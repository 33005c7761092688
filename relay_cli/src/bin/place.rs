//! The placement cli.

use std::{
    fs::{create_dir_all, read_dir},
    path::{Path, PathBuf},
    process::ExitCode,
    sync::atomic::{AtomicU64, Ordering},
    time::Instant,
};

use clap::Parser;
use rayon::prelude::*;
use relaycore::{
    config::{SearchConfig, parse_estimation, parse_method},
    file::{PlacementOutput, load_datasets, write_file},
    search::find_placement,
    units::Time,
    verification::verify_all,
};
use tracing::{error, info, warn};
use tracing_subscriber::EnvFilter;

#[derive(Parser, Debug)]
#[command(version, about, long_about = None)]
struct Args {
    #[arg(short, long)]
    quiet: bool,

    #[arg(short, long)]
    verbose: bool,

    /// Dataset file or directory containing dataset files
    #[arg(short, long)]
    input: Option<PathBuf>,

    /// File name for output or folder to put placement results into
    #[arg(short, long)]
    output: Option<PathBuf>,

    /// Overrides the dataset's method (brute-force or branch-and-bound)
    #[arg(long)]
    method: Option<String>,

    /// Overrides the dataset's estimation method (ilp, knapsack or lp)
    #[arg(long)]
    estimation: Option<String>,

    /// Split the branch-and-bound tree across threads
    #[arg(long)]
    parallel: bool,

    #[arg(long)]
    node_limit: Option<u64>,

    /// Seconds
    #[arg(long)]
    time_limit: Option<f64>,

    /// Check every outcome before writing it
    #[arg(long)]
    verify: bool,

    /// Show timing information
    #[arg(long)]
    time: bool,

    #[arg(long)]
    json: bool,
}

struct Overrides {
    method: Option<String>,
    estimation: Option<String>,
    parallel: bool,
    node_limit: Option<u64>,
    time_limit: Option<f64>,
}

impl Overrides {
    fn apply(&self, config: SearchConfig) -> Result<SearchConfig, String> {
        let mut config = config;
        if let Some(method) = &self.method {
            config = config.with_method(parse_method(method).map_err(|e| e.to_string())?);
        }
        if let Some(estimation) = &self.estimation {
            config = config.with_estimation(parse_estimation(estimation).map_err(|e| e.to_string())?);
        }
        if self.parallel {
            config = config.with_parallel(true);
        }
        if self.node_limit.is_some() {
            config.node_limit = self.node_limit;
        }
        if let Some(seconds) = self.time_limit {
            config.time_limit = Some(Time::from_seconds(seconds));
        }
        Ok(config)
    }
}

fn main() -> ExitCode {
    let args = Args::parse();

    let level = match (args.quiet, args.verbose) {
        (true, _) => "warn",
        (false, true) => "debug",
        (false, false) => "info",
    };
    tracing_subscriber::fmt()
        .with_env_filter(EnvFilter::try_from_default_env().unwrap_or_else(|_| EnvFilter::new(level)))
        .with_writer(std::io::stderr)
        .init();

    let input_path = args.input.unwrap_or("dataset.json".into());
    let use_rmp = !args.json;
    let do_timing = args.time;
    let verify = args.verify;

    let overrides = Overrides {
        method: args.method,
        estimation: args.estimation,
        parallel: args.parallel,
        node_limit: args.node_limit,
        time_limit: args.time_limit,
    };

    let files: Vec<PathBuf> = if input_path.is_dir() {
        match read_dir(&input_path) {
            Ok(entries) => entries
                .filter_map(|entry| match entry {
                    Ok(entry) => Some(entry.path()),
                    Err(e) => {
                        error!("{e}");
                        None
                    }
                })
                .filter(|path| path.is_file())
                .collect(),
            Err(e) => {
                error!(path = ?input_path, "{e}");
                return ExitCode::FAILURE;
            }
        }
    } else {
        vec![input_path.clone()]
    };

    let output_path = match args.output {
        Some(path) => path,
        None if !input_path.is_dir() => DEFAULT_OUTPUT.into(),
        None => match next_output_dir() {
            Ok(path) => path,
            Err(e) => {
                error!("could not create output directory: {e}");
                return ExitCode::FAILURE;
            }
        },
    };

    if input_path.is_dir() {
        if let Err(e) = create_dir_all(&output_path) {
            error!(path = ?output_path, "{e}");
            return ExitCode::FAILURE;
        }
    }

    let timer = do_timing.then(Instant::now);
    let count = AtomicU64::new(0);
    let failures = AtomicU64::new(0);

    files.par_iter().for_each(|file| {
        let datasets = match load_datasets(file) {
            Ok(loaded) => loaded,
            Err(e) => {
                warn!(file = ?file, "{e}");
                return;
            }
        };
        let single = datasets.len() == 1 && files.len() == 1;
        let target = OutputTarget::new(&output_path, single, use_rmp);
        if let Err(e) = target.prepare() {
            error!(path = ?output_path, "{e}");
            failures.fetch_add(1, Ordering::Relaxed);
            return;
        }
        let stem = file
            .file_stem()
            .map(|s| s.to_string_lossy().into_owned())
            .unwrap_or_default();

        for (name, dataset) in datasets {
            let prepared = match dataset.prepare() {
                Ok(prepared) => prepared,
                Err(e) => {
                    error!(dataset = %name, "{e}");
                    failures.fetch_add(1, Ordering::Relaxed);
                    continue;
                }
            };

            let config = match overrides.apply(prepared.config) {
                Ok(config) => config,
                Err(e) => {
                    error!(dataset = %name, "{e}");
                    failures.fetch_add(1, Ordering::Relaxed);
                    continue;
                }
            };

            info!(dataset = %name, "running placement search");
            count.fetch_add(1, Ordering::Relaxed);

            let outcome = match find_placement(&prepared.problem, &config) {
                Ok(outcome) => outcome,
                Err(e) => {
                    error!(dataset = %name, "{e}");
                    failures.fetch_add(1, Ordering::Relaxed);
                    continue;
                }
            };

            match &outcome.best {
                Some(best) => info!(
                    dataset = %name,
                    status = ?outcome.status,
                    assignment = %best.assignment,
                    noncoverage = %best.noncoverage,
                    cost = best.cost,
                    "placement found"
                ),
                None => info!(dataset = %name, status = ?outcome.status, "no placement"),
            }

            if verify && !verify_all(&prepared.problem, &outcome, config.place_all_stations) {
                error!(dataset = %name, "outcome failed verification");
                failures.fetch_add(1, Ordering::Relaxed);
            }

            let out = target.path_for(&stem, &name);
            let output = PlacementOutput::new(&name, &dataset, &config, outcome);
            info!(path = ?out, "writing output");

            if let Err(e) = write_file(&out, &output, use_rmp) {
                error!(path = ?out, "{e}");
                failures.fetch_add(1, Ordering::Relaxed);
            }
        }
    });

    if let Some(timer) = timer {
        let final_count = count.load(Ordering::Relaxed);
        let final_time = timer.elapsed().as_secs_f32();
        println!(
            "Ran {final_count} searches in {:.4}s ({} searches / s)",
            final_time,
            final_count as f32 / final_time
        )
    }

    if failures.load(Ordering::Relaxed) > 0 {
        ExitCode::FAILURE
    } else {
        ExitCode::SUCCESS
    }
}

fn next_output_dir() -> std::io::Result<PathBuf> {
    create_dir_all("outputs")?;
    let count = read_dir("outputs")?.count();
    let out: PathBuf = format!("outputs/{count}").into();
    create_dir_all(&out)?;
    Ok(out)
}

/// Written when a single dataset file is searched without `--output`.
const DEFAULT_OUTPUT: &str = "placement_output.json";

/// Where the outputs of one input file go.
#[derive(Debug, Clone, PartialEq)]
enum OutputTarget {
    /// The one dataset searched is written to this file.
    File(PathBuf),
    /// One file per dataset inside this directory.
    Directory { dir: PathBuf, extension: &'static str },
}

impl OutputTarget {
    fn new(output_path: &Path, single: bool, use_rmp: bool) -> Self {
        if single && !output_path.is_dir() {
            return OutputTarget::File(output_path.to_path_buf());
        }

        // the default file name becomes a directory of the same stem
        let dir = if output_path == Path::new(DEFAULT_OUTPUT) {
            output_path.with_extension("")
        } else {
            output_path.to_path_buf()
        };
        let extension = if use_rmp { "rmp" } else { "json" };
        OutputTarget::Directory { dir, extension }
    }

    fn prepare(&self) -> std::io::Result<()> {
        match self {
            OutputTarget::File(_) => Ok(()),
            OutputTarget::Directory { dir, .. } => create_dir_all(dir),
        }
    }

    /// Datasets named after their file keep one name, keyed datasets are
    /// prefixed with the file stem so equal keys in different files stay apart.
    fn path_for(&self, stem: &str, name: &str) -> PathBuf {
        match self {
            OutputTarget::File(path) => path.clone(),
            OutputTarget::Directory { dir, extension } if stem.is_empty() || stem == name => {
                dir.join(format!("output_{name}.{extension}"))
            }
            OutputTarget::Directory { dir, extension } => {
                dir.join(format!("output_{stem}_{name}.{extension}"))
            }
        }
    }
}

#[cfg(test)]
mod tests {
    use super::*;

    #[test]
    fn single_dataset_goes_to_the_file() {
        let target = OutputTarget::new(Path::new("result.json"), true, false);
        assert_eq!(target, OutputTarget::File("result.json".into()));
        assert_eq!(target.path_for("a", "a"), PathBuf::from("result.json"));
    }

    #[test]
    fn keyed_file_gets_a_directory() {
        let target = OutputTarget::new(Path::new(DEFAULT_OUTPUT), false, false);
        assert_eq!(
            target,
            OutputTarget::Directory {
                dir: "placement_output".into(),
                extension: "json"
            }
        );
        assert_eq!(
            target.path_for("multi", "1"),
            PathBuf::from("placement_output/output_multi_1.json")
        );

        let dir = std::env::temp_dir().join(format!("relay-place-{}", std::process::id()));
        let target = OutputTarget::new(&dir, false, true);
        target.prepare().unwrap();
        assert!(dir.is_dir());
        std::fs::remove_dir_all(&dir).unwrap();
    }

    #[test]
    fn equal_keys_in_different_files_stay_apart() {
        let target = OutputTarget::new(Path::new("outputs/3"), false, true);
        let a = target.path_for("north", "1");
        let b = target.path_for("south", "1");
        assert_ne!(a, b);
        assert_eq!(target.path_for("line_4", "line_4"), PathBuf::from("outputs/3/output_line_4.rmp"));
    }
}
◆ ◆ ◆ ◆ ◆ ◆ ◆
- [WORK INSTRUCTIONS]
Report each line of the material in which the string "searched" occurs.

- [RESPONSE BELOW]
/// Written when a single dataset file is searched without `--output`.
    /// The one dataset searched is written to this file.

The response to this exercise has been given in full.